It's like CTE or something.
I can't really remember what I did there.
I think I'm ashamed of some of it.
But anyway, tell us what you think.
the lesson of Charlie Kirk's life and death are.
What strikes you immediately?
Well, you know, one of the big questions is how did somebody get to that place
where it seemed perfectly reasonable for them to get a gun and shoot a living human being?
Yes.
And some people know in your audience that I'm also a hypnotist.
I'm a trained hypnotist.
And so I tend to look at these situations through that filter.
And through that filter, you can see a really clear cause and effect.
You know, starting around, let's say, 2016, there was wall-to-wall, Hitler, Hitler, Nazis, 24 hours.
Before that, there had been other Republicans who had been accused of being Hitler.
But I think that everybody treated it like hyperbole.
You know, it's just, you know, it's a political insult.

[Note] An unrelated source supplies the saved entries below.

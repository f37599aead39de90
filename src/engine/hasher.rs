//! Shard-routing hash.
//!
//! Routing only needs a fast, deterministic 64-bit hash that is stable
//! across restarts of the same binary; shard assignment is a local
//! decision, so cluster-wide stability is not required.

use std::hash::Hasher;
use twox_hash::XxHash64;

/// Hash seam for the shard router. Tests pin routing by substituting a
/// constant hasher.
pub trait KeyHasher: Send + Sync {
    /// 64-bit hash of the key bytes.
    fn sum64(&self, key: &str) -> u64;
}

/// xxhash64-based router hash.
#[derive(Debug, Clone, Copy, Default)]
pub struct XxKeyHasher;

impl KeyHasher for XxKeyHasher {
    fn sum64(&self, key: &str) -> u64 {
        let mut hasher = XxHash64::with_seed(0);
        hasher.write(key.as_bytes());
        hasher.finish()
    }
}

And it's the most common one.
So you don't take it too seriously.
Yes.
But imagine being a young kid and growing up when the news, the people in nice clothing would go on TV.
And they would say, in all seriousness, you know, he's basically Hitler, the Nazis are coming.
And you would create a mass hysteria.
Now, a mass hysteria would be worse than TDS or Trump derangement syndrome,
because that would be sort of what happens to an individual, you know, that could have TDS.
But if you have a lot of people who have TDS and they start talking to each other, pretty soon you've got a mass hysteria.
And the mass hysteria created this, what I call a Hitlerian bubble, meaning that a lot of people are living in what they think is a reality that is just completely Hitlerized.
They see Hitler everywhere, and they see it in Trump, they see it in his lieutenants.
And this is different.
So this is not like what we've seen before.
All it takes to completely brainwash somebody to believe ridiculous things,
even things that their observations should tell them are not true.
All you need is people in good suits whose job makes them seem incredible
to say day after day, it's the repetition that matters.
Hitler, Hitler, Hitler.
And you convince people that they're living in the hellscape,
and they better do something about it.
So the main thing I saw was that.
And once the bubble is formed, it's hard to get out.
You mean, you can't talk people out of it.
There's no amount of information will change their mind.
Cognitive dissonance will kick in if you show them a counter example.
And the weird thing about Charlie, who I never met, by the way,
I didn't have the pleasure.
The weird thing is that when I started hearing all the accusations,
and there were a lot of them, I said to myself,
well, I bet some of these might be a little bit true.
So I started to look for the original quotes, et cetera.
None of them are true.
And there were a lot of them.
They were all either a made-up quote or a quote and a context,
and nothing else.
And when you hear people talking about it,
especially the young people.
They'll say things like,
he was a bad hater person,
but there's no example.
So that's sort of the sign that's, you know,
a mass hysteria because they can't give reasons.
And they don't seem too interested in the reasons.
They're just sure that something has to be done.
Now, on top of that, for the young people,
there's probably also an economic pressure.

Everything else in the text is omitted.